Although the data below holds other lines too, output only those from the line with "must be non-empty" up to and including the line with "if !(table.view_distance() >", exactly as they appear.

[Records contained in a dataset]
Start of Block
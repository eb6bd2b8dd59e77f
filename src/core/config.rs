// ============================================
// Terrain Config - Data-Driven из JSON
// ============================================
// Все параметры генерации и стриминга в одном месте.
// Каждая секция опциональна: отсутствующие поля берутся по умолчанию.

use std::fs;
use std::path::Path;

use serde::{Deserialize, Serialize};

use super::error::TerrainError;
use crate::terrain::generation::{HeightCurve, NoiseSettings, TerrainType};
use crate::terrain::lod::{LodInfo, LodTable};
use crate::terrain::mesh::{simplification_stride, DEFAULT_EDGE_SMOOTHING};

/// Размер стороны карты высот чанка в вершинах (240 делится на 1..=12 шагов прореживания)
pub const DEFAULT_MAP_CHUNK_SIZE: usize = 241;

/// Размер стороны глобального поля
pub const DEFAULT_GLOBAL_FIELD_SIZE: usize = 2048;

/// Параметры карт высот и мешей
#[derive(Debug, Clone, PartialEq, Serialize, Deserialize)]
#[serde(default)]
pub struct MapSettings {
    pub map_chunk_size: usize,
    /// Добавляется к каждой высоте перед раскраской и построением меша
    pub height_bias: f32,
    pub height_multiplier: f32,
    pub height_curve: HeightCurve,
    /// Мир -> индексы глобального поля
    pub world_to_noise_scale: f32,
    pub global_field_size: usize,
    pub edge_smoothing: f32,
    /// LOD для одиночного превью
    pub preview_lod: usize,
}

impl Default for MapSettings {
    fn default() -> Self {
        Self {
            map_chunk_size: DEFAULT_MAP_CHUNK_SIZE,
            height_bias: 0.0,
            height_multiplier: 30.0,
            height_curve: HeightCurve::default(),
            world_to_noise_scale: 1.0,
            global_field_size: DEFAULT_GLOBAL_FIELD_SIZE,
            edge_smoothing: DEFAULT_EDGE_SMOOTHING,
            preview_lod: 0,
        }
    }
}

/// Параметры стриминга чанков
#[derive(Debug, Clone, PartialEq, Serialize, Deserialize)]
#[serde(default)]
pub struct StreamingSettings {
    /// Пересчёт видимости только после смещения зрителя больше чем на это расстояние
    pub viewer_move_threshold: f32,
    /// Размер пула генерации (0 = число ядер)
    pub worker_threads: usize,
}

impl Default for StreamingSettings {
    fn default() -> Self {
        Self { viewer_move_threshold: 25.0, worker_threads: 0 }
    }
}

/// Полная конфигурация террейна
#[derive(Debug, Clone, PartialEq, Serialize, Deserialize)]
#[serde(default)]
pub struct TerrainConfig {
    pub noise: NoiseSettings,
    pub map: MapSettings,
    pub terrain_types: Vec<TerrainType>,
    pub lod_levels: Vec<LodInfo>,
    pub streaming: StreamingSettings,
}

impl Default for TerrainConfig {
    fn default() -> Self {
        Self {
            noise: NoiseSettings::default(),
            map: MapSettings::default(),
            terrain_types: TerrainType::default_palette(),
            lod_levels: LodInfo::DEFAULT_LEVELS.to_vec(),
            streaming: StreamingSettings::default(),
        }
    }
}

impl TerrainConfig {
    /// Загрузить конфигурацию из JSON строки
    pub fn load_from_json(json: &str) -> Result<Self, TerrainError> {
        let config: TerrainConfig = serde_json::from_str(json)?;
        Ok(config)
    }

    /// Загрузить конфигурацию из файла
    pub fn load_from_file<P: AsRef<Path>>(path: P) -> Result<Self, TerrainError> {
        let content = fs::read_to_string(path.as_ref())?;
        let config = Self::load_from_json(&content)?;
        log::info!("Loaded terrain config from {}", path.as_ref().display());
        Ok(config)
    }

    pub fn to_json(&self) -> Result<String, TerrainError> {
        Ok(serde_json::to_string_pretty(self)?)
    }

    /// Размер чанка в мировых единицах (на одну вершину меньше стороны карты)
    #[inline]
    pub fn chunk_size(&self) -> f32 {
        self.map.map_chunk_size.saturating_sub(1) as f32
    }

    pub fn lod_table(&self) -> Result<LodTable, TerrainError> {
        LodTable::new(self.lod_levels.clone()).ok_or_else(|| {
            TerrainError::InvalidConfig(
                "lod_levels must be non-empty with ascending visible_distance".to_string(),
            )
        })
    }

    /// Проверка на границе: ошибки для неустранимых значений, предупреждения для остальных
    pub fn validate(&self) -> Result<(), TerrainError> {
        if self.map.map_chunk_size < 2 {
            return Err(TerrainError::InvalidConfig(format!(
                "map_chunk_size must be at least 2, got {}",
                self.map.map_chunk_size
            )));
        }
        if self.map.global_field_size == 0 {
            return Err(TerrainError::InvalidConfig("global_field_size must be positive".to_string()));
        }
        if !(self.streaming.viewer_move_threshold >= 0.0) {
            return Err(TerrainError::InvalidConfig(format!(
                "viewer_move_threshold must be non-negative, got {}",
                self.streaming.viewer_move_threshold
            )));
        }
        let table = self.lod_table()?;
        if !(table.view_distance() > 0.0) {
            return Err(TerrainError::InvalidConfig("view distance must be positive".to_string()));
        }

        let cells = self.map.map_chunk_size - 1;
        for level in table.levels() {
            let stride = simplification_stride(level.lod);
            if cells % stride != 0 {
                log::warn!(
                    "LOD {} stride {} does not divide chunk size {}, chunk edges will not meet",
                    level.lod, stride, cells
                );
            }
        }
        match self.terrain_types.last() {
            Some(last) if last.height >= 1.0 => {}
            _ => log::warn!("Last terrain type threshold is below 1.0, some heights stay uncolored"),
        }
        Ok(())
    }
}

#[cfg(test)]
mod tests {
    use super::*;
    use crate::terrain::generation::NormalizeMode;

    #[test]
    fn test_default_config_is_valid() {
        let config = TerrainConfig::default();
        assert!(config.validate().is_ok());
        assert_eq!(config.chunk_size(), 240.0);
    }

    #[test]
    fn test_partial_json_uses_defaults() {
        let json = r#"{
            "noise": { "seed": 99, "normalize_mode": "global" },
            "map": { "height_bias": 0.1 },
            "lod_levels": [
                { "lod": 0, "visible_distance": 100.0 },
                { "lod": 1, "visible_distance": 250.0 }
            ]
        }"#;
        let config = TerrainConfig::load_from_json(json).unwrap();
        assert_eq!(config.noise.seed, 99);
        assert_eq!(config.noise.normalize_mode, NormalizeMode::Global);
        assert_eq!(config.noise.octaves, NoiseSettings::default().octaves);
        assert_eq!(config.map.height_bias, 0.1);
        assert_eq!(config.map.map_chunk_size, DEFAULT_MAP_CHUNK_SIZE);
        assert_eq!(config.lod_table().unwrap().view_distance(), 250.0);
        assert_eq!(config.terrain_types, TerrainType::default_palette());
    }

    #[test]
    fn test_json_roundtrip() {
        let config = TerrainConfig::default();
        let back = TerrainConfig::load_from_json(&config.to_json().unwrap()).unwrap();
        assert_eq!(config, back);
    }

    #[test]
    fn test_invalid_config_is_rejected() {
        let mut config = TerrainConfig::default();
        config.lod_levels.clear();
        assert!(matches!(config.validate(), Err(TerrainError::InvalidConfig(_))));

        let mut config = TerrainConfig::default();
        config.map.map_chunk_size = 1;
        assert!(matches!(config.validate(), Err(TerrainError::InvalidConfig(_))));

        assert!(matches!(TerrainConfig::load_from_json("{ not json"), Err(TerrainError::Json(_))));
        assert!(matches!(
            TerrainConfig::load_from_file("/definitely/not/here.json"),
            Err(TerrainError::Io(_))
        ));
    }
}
End of Block
**Result below**
                "lod_levels must be non-empty with ascending visible_distance".to_string(),
            )
        })
    }

    /// Проверка на границе: ошибки для неустранимых значений, предупреждения для остальных
    pub fn validate(&self) -> Result<(), TerrainError> {
        if self.map.map_chunk_size < 2 {
            return Err(TerrainError::InvalidConfig(format!(
                "map_chunk_size must be at least 2, got {}",
                self.map.map_chunk_size
            )));
        }
        if self.map.global_field_size == 0 {
            return Err(TerrainError::InvalidConfig("global_field_size must be positive".to_string()));
        }
        if !(self.streaming.viewer_move_threshold >= 0.0) {
            return Err(TerrainError::InvalidConfig(format!(
                "viewer_move_threshold must be non-negative, got {}",
                self.streaming.viewer_move_threshold
            )));
        }
        let table = self.lod_table()?;
        if !(table.view_distance() > 0.0) {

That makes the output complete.